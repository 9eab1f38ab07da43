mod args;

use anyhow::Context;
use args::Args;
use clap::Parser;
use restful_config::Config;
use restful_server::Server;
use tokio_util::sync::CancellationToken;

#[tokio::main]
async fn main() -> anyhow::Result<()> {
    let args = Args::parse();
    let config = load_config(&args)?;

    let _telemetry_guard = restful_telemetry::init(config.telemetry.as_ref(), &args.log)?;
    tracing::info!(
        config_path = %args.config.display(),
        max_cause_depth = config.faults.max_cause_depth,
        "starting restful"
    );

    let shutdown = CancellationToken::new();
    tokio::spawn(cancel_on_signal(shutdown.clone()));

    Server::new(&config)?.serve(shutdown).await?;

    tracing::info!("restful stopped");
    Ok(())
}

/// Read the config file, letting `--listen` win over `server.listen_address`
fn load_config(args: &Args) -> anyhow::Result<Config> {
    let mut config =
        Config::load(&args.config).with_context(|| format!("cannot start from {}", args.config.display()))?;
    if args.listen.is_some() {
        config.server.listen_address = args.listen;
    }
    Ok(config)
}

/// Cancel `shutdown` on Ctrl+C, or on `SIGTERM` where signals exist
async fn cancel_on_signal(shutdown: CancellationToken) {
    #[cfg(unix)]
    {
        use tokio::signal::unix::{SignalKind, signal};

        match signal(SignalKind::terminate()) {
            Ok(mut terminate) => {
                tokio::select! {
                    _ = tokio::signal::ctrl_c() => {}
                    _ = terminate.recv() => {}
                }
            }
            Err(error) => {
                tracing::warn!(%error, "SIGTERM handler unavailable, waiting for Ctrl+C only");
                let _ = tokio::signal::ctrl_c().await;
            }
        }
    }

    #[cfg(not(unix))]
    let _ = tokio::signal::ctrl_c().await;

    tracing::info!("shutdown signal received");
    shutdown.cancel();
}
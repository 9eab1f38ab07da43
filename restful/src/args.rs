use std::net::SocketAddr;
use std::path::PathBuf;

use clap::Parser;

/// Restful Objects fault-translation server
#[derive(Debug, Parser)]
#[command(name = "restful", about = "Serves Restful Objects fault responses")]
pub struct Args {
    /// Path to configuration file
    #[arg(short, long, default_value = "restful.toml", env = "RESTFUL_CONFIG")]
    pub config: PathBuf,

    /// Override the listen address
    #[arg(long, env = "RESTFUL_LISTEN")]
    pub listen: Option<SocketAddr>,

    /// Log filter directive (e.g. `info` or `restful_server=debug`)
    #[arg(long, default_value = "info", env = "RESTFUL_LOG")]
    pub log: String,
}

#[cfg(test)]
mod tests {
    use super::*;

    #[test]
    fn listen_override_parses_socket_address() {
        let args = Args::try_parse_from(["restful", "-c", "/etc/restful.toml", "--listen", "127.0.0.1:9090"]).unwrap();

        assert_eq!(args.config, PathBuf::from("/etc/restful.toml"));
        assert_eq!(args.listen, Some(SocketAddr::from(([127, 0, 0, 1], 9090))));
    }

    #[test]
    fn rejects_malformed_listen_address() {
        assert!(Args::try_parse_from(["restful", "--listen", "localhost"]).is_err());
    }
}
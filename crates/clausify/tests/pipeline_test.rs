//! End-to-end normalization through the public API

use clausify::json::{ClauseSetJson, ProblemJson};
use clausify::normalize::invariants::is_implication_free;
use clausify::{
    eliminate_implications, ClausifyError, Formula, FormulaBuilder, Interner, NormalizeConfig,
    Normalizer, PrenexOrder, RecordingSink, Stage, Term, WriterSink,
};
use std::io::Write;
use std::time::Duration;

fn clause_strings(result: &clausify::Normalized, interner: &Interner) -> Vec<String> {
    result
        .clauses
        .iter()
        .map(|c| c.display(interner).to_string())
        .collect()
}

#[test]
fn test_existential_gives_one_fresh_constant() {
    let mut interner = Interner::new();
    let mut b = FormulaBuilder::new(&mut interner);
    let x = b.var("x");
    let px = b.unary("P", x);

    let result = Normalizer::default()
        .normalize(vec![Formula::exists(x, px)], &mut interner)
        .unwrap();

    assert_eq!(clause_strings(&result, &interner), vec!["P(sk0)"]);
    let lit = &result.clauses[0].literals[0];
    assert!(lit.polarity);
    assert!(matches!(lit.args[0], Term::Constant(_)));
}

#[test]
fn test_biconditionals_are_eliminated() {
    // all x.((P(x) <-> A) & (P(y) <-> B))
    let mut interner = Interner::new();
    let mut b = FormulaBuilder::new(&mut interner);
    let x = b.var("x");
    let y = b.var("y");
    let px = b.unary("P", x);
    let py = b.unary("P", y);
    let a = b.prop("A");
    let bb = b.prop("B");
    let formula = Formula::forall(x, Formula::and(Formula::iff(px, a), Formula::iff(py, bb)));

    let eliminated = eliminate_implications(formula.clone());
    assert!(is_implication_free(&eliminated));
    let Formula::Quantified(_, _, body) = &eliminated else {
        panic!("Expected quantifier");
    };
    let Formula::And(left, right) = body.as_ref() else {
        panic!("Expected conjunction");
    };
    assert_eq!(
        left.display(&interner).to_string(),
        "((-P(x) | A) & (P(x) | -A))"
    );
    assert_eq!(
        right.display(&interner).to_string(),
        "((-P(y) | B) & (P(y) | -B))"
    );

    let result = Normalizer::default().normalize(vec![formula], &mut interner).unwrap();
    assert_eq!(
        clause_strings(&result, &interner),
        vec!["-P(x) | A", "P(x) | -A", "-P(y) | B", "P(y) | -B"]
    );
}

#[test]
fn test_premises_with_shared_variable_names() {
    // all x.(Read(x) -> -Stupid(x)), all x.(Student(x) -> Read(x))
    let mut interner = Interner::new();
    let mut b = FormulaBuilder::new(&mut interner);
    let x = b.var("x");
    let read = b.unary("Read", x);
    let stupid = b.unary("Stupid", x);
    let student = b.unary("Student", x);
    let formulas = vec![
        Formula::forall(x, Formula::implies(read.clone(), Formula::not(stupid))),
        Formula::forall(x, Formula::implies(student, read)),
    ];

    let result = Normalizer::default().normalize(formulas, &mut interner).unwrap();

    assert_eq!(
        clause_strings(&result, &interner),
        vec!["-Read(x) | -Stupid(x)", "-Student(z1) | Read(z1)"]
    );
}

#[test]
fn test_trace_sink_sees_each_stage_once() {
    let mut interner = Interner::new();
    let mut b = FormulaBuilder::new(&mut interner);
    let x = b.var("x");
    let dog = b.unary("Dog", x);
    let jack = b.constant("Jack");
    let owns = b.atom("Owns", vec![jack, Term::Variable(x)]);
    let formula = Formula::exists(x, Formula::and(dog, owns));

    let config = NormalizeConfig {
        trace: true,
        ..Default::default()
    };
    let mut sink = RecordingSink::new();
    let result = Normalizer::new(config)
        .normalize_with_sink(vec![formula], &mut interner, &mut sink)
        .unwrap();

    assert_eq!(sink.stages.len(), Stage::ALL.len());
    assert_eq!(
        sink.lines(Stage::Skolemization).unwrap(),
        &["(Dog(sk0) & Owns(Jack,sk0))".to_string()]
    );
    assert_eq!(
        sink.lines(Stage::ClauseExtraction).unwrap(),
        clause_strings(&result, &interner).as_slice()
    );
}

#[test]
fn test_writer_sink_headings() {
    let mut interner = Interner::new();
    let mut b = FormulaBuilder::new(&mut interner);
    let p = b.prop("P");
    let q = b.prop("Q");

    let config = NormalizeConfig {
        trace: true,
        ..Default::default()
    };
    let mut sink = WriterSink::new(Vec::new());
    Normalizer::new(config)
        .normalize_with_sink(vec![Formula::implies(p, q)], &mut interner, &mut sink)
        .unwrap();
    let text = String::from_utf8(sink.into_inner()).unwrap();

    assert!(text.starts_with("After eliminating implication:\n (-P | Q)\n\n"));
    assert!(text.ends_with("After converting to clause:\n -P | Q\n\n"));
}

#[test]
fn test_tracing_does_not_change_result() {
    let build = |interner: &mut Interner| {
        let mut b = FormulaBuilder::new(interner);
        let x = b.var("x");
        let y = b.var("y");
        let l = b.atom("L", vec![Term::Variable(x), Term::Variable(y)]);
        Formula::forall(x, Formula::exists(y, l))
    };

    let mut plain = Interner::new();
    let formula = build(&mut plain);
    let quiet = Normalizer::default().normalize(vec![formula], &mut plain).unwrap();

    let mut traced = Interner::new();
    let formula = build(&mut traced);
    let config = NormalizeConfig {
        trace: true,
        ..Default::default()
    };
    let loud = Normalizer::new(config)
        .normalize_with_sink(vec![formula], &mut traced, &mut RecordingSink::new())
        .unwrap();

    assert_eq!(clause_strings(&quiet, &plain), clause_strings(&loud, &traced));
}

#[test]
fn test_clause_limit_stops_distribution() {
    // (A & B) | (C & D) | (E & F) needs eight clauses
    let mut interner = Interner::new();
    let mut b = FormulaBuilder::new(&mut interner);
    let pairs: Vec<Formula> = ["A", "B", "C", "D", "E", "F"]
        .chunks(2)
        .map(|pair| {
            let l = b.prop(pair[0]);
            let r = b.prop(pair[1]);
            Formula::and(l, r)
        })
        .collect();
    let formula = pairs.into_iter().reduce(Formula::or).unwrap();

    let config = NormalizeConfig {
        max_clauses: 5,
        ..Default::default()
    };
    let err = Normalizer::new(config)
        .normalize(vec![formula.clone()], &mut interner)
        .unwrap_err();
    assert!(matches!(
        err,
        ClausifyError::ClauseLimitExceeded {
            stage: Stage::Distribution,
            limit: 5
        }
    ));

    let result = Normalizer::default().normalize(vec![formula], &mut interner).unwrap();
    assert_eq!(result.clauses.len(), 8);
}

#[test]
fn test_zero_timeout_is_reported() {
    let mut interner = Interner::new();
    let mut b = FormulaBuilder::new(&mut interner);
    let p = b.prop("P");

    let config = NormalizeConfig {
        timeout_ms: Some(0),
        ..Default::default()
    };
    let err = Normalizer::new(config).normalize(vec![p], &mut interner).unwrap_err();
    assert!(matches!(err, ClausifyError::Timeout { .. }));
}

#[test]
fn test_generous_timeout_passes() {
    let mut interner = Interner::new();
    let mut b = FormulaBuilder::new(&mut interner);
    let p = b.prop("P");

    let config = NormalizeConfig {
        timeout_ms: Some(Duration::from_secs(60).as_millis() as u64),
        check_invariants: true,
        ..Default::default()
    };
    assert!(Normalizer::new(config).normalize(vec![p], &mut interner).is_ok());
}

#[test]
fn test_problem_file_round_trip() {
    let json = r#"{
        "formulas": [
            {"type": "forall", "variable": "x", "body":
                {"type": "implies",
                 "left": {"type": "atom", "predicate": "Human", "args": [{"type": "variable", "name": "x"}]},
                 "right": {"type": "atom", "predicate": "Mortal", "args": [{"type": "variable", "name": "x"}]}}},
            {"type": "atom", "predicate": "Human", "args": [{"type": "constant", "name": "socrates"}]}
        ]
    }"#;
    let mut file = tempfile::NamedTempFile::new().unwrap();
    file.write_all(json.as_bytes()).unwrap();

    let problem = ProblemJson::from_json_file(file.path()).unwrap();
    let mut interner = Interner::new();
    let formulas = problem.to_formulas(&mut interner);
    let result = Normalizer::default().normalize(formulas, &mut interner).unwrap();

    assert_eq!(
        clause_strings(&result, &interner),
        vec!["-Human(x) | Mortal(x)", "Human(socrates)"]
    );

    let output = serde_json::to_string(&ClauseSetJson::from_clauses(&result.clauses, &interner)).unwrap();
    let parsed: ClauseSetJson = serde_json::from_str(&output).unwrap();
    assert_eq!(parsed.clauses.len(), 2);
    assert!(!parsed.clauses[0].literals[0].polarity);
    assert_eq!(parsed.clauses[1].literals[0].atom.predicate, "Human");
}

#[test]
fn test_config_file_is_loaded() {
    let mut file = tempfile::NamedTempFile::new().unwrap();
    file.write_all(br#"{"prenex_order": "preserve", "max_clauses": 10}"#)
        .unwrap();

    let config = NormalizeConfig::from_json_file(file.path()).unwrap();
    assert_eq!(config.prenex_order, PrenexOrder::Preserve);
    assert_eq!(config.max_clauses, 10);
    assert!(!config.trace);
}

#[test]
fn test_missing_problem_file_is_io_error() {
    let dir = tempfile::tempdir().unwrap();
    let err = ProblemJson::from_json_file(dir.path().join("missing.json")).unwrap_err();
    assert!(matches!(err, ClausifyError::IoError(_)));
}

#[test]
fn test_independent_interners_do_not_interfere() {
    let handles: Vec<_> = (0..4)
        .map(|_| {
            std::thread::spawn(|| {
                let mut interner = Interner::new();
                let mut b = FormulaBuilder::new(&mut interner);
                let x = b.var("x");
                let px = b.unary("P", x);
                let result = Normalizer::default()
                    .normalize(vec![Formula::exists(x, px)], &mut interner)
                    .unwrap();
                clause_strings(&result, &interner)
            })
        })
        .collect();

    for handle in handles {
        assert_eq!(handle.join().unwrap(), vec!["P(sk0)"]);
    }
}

····················

# [ABOUT THIS EXERCISE]
Check each line of the listing above. Copy the ones with the word "terminate".

# [RESULT BELOW]
        match signal(SignalKind::terminate()) {
            Ok(mut terminate) => {
                    _ = terminate.recv() => {}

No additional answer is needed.